> Problem to solve: Copy each line in the data that includes the word "false".
-- Entries provided follows --
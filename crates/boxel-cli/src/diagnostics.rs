//! Diagnostic and error reporting utilities

use std::io::{self, Write};

use boxel_core::diagnostics::{emit, Diagnostic, DiagnosticDisplayOptions};

use crate::config::DiagnosticStyle;
use crate::{CliError, Result};

/// Install miette as the report handler for fatal errors.
pub fn setup_error_reporting() -> Result<()> {
    miette::set_hook(Box::new(|_| {
        Box::new(
            miette::MietteHandlerOpts::new()
                .terminal_links(false)
                .unicode(true)
                .context_lines(3)
                .build(),
        )
    }))
    .map_err(|e| CliError::Config(format!("Failed to setup error reporting: {}", e)))?;

    Ok(())
}

/// Print a fatal error to stderr through the installed miette handler.
pub fn render_cli_error(error: CliError) {
    eprintln!("{:?}", miette::Report::new(error));
}

pub fn display_options(style: DiagnosticStyle, verbose: bool) -> DiagnosticDisplayOptions {
    match style {
        DiagnosticStyle::Pretty => DiagnosticDisplayOptions::pretty(verbose),
        DiagnosticStyle::Plain => DiagnosticDisplayOptions::plain(verbose),
    }
}

/// Write non-fatal diagnostics, one line per entry, to `out`.
pub fn emit_diagnostics(
    diagnostics: &[Diagnostic],
    style: DiagnosticStyle,
    verbose: bool,
    out: &mut dyn Write,
) -> io::Result<()> {
    emit(diagnostics, Some("isel"), &display_options(style, verbose), out)
}

#[cfg(test)]
mod tests {
    use super::*;

    #[test]
    fn plain_diagnostics_name_the_code_and_location() {
        let diagnostics = vec![Diagnostic::warning("call expression lowered to a zero placeholder")
            .with_code("boxel::unsupported")
            .with_location("`main` L0#1")];
        let mut out = Vec::new();
        emit_diagnostics(&diagnostics, DiagnosticStyle::Plain, false, &mut out).unwrap();
        let text = String::from_utf8(out).unwrap();

        assert!(text.contains("WARNING: call expression lowered to a zero placeholder"));
        assert!(text.contains("boxel::unsupported"));
        assert!(text.contains("`main` L0#1"));
    }

    #[test]
    fn lowering_errors_keep_their_diagnostic_code() {
        use miette::Diagnostic as _;

        let error = CliError::from(boxel_core::Error::MissingRuntimeType {
            name: "struct.vm.Value".into(),
        });
        let code = error.code().map(|code| code.to_string());
        assert_eq!(code.as_deref(), Some("boxel::catalog::missing_type"));
    }
}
-- Entries provided concluded --
> Task response:
                .terminal_links(false)
        emit_diagnostics(&diagnostics, DiagnosticStyle::Plain, false, &mut out).unwrap();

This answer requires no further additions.